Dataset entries
++++++++
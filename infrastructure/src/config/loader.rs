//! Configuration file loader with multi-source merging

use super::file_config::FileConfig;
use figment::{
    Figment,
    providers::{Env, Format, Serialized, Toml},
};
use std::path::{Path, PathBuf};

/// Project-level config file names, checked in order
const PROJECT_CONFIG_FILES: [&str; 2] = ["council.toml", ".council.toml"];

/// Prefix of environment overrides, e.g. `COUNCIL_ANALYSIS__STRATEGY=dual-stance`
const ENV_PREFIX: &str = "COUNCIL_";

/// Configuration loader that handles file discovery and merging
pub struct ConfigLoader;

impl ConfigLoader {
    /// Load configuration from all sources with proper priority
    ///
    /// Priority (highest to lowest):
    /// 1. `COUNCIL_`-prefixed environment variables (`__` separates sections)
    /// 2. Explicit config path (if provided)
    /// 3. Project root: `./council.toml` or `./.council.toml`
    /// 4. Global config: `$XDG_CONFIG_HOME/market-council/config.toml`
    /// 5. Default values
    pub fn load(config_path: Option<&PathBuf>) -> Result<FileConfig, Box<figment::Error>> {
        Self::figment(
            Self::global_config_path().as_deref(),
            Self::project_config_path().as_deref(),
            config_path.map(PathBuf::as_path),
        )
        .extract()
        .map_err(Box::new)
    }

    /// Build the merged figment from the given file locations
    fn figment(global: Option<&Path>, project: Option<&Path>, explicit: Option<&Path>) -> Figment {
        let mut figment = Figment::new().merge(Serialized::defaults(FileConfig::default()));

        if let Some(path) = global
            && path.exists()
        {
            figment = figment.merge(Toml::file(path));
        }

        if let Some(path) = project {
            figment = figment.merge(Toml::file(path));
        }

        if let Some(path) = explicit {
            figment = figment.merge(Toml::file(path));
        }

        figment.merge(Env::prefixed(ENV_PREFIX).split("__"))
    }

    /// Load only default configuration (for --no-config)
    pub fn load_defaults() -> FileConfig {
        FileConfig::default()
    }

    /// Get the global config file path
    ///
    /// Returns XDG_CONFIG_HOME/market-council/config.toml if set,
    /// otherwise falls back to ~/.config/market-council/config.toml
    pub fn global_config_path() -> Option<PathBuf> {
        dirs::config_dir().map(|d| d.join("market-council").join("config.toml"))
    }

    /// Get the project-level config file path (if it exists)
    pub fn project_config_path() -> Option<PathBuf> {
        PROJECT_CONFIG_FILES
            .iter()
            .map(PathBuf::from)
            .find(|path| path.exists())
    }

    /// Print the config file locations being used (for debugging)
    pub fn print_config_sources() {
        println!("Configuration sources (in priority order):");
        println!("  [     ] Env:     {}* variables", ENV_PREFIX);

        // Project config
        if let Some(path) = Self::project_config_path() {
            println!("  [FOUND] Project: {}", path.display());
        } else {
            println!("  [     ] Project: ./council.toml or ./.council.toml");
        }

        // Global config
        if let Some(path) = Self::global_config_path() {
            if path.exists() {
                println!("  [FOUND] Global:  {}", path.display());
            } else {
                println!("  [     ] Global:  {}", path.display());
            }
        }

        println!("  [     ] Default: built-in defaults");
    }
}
++++++++
Print every record exactly as it was given.

» Task response:
filename infrastructure/src/config/loader.rs
//! Configuration file loader with multi-source merging

use super::file_config::FileConfig;
use figment::{
    Figment,
    providers::{Env, Format, Serialized, Toml},
};
use std::path::{Path, PathBuf};

/// Project-level config file names, checked in order
const PROJECT_CONFIG_FILES: [&str; 2] = ["council.toml", ".council.toml"];

/// Prefix of environment overrides, e.g. `COUNCIL_ANALYSIS__STRATEGY=dual-stance`
const ENV_PREFIX: &str = "COUNCIL_";

/// Configuration loader that handles file discovery and merging
pub struct ConfigLoader;

impl ConfigLoader {
    /// Load configuration from all sources with proper priority
    ///
    /// Priority (highest to lowest):
    /// 1. `COUNCIL_`-prefixed environment variables (`__` separates sections)
    /// 2. Explicit config path (if provided)
    /// 3. Project root: `./council.toml` or `./.council.toml`
    /// 4. Global config: `$XDG_CONFIG_HOME/market-council/config.toml`
    /// 5. Default values
    pub fn load(config_path: Option<&PathBuf>) -> Result<FileConfig, Box<figment::Error>> {
        Self::figment(
            Self::global_config_path().as_deref(),
            Self::project_config_path().as_deref(),
            config_path.map(PathBuf::as_path),
        )
        .extract()
        .map_err(Box::new)
    }

    /// Build the merged figment from the given file locations
    fn figment(global: Option<&Path>, project: Option<&Path>, explicit: Option<&Path>) -> Figment {
        let mut figment = Figment::new().merge(Serialized::defaults(FileConfig::default()));

        if let Some(path) = global
            && path.exists()
        {
            figment = figment.merge(Toml::file(path));
        }

        if let Some(path) = project {
            figment = figment.merge(Toml::file(path));
        }

        if let Some(path) = explicit {
            figment = figment.merge(Toml::file(path));
        }

        figment.merge(Env::prefixed(ENV_PREFIX).split("__"))
    }

    /// Load only default configuration (for --no-config)
    pub fn load_defaults() -> FileConfig {
        FileConfig::default()
    }

    /// Get the global config file path
    ///
    /// Returns XDG_CONFIG_HOME/market-council/config.toml if set,
    /// otherwise falls back to ~/.config/market-council/config.toml
    pub fn global_config_path() -> Option<PathBuf> {
        dirs::config_dir().map(|d| d.join("market-council").join("config.toml"))
    }

    /// Get the project-level config file path (if it exists)
    pub fn project_config_path() -> Option<PathBuf> {
        PROJECT_CONFIG_FILES
            .iter()
            .map(PathBuf::from)
            .find(|path| path.exists())
    }

    /// Print the config file locations being used (for debugging)
    pub fn print_config_sources() {
        println!("Configuration sources (in priority order):");
        println!("  [     ] Env:     {}* variables", ENV_PREFIX);

        // Project config
        if let Some(path) = Self::project_config_path() {
            println!("  [FOUND] Project: {}", path.display());
        } else {
            println!("  [     ] Project: ./council.toml or ./.council.toml");
        }

        // Global config
        if let Some(path) = Self::global_config_path() {
            if path.exists() {
                println!("  [FOUND] Global:  {}", path.display());
            } else {
                println!("  [     ] Global:  {}", path.display());
            }
        }

        println!("  [     ] Default: built-in defaults");
    }
}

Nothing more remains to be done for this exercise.